Conference Coverage

Miscarriage after myomectomy depends on fibroid number, uterine incisions

 

Key clinical point: The number of uterine incisions and fibroids removed increase the risk of miscarriage after fibroid treatment, not the type of procedure.

Major finding: After adjusting for age, body mass index, and parity, there were no statistically significant differences in miscarriage rates between the three groups (31% after uterine fibroid embolization; 29% after robotic myomectomy, and 22% after open abdominal myomectomy).

Study details: Review of 252 cases

Disclosures: There was no outside funding for the work, and the investigators didn’t have any disclosures.

Source: Glaser LM et al. 2018 AAGL Global Congress, Abstract 160


 

REPORTING FROM AAGL GLOBAL CONGRESS

It’s the number of uterine incisions and fibroids removed that increase the risk of miscarriage after fibroid treatment, not the type of procedure, according to a review of 252 cases at Northwestern University, Chicago.

Surgeons feel terrible when a woman loses a pregnancy after fibroid treatment, and wonder if they “caused it, or if it was just a bad uterus or a bad initial pathology,” said lead investigator Laura M. Glaser, MD, an ob.gyn. in private practice in Lake Forest, Ill.

Her study, which was presented at a meeting sponsored by AAGL, suggests that miscarriage occurs mostly from complex pathology, as indicated by the number of fibroids and the degree of uterine cutting needed to remove them. The team reviewed outcomes among women who conceived after treatment; 28 had robotic-assisted myomectomies; 208 had open, abdominal myomectomies; and 16 had uterine fibroid embolization (UFE). Miscarriage was defined as pregnancy loss before 24 weeks.

After the researchers adjusted for age, body mass index, and parity, there were no statistically significant differences in miscarriage rates among the three groups (31% after UFE, 29% after robotic myomectomy, and 22% after abdominal myomectomy).

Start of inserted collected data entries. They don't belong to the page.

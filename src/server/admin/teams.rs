use std::sync::Arc;

use axum::{
    Json,
    extract::{Path, State, rejection::JsonRejection},
    http::StatusCode,
    response::IntoResponse,
};
use chrono::Utc;

use crate::auth::RequireAdmin;
use crate::error::Error;
use crate::server::AppState;
use crate::server::dto::{AddTeamMemberRequest, CreateTeamRequest};
use crate::server::response::{ApiError, ApiResponse};
use crate::server::validation::validate_team_name;
use crate::store::Store;
use crate::types::Team;

pub async fn create_team(
    _admin: RequireAdmin,
    State(state): State<Arc<AppState>>,
    body: Result<Json<CreateTeamRequest>, JsonRejection>,
) -> impl IntoResponse {
    let Json(req) = body?;
    validate_team_name(&req.name)?;

    let team = state.store.transaction(|db| {
        let mut team = Team {
            id: 0,
            name: req.name.trim().to_string(),
            created_at: Utc::now(),
        };
        team.id = db.create_team(&team)?;
        Ok(team)
    })?;

    tracing::info!(team_id = team.id, "Created team");
    Ok::<_, ApiError>((StatusCode::CREATED, Json(ApiResponse::success(team))))
}

pub async fn add_team_member(
    _admin: RequireAdmin,
    State(state): State<Arc<AppState>>,
    Path(team_id): Path<i64>,
    body: Result<Json<AddTeamMemberRequest>, JsonRejection>,
) -> impl IntoResponse {
    let Json(req) = body?;
    state.store.transaction(|db| {
        db.get_team(team_id)?.ok_or(Error::TeamNotFound(team_id))?;
        db.get_user(req.user_id)?
            .ok_or(Error::UserNotFound(req.user_id))?;
        db.add_team_member(team_id, req.user_id)
    })?;

    tracing::info!(team_id, user_id = req.user_id, "Added team member");
    Ok::<_, ApiError>(StatusCode::NO_CONTENT)
}

pub async fn remove_team_member(
    _admin: RequireAdmin,
    State(state): State<Arc<AppState>>,
    Path((team_id, user_id)): Path<(i64, i64)>,
) -> impl IntoResponse {
    let removed = state
        .store
        .transaction(|db| db.remove_team_member(team_id, user_id))?;

    if !removed {
        return Err(ApiError::not_found("Team member not found"));
    }

    tracing::info!(team_id, user_id, "Removed team member");
    Ok(StatusCode::NO_CONTENT)
}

Open cases had the largest dominant fibroid at a mean of 8.5 cm, the most fibroids removed at 4.5, and the highest rate of cavity entry, 42%. Even so, at 22%, open cases were the least likely to miscarry.

Uterine size, specimen weight, time from procedure to pregnancy, and fibroid location didn’t seem to matter otherwise. The only risk factors that reached statistical significance were among women who had myomectomies; an increasing number of uterine cuts (odds ratio, 1.558; P = .004) and fibroids removed (OR, 1.11; P = .033) increased the odds of miscarriage.

More than 40% of women in the UFE group had previous fibroid surgery, versus 5% among women who had myomectomies. UFE women also were far more likely to have had a previous birth (50% versus 17%), but less likely to have subserosal fibroids (13% versus 33%), and their dominant fibroid was a few centimeters smaller.

Subjects were in their mid-30s, on average, with a mean body mass index of about 28 kg/m2. Just over 40% of the women who had myomectomies were white, versus 19% of women who had UFE.

There was no outside funding for the work, and the investigators didn’t have any disclosures.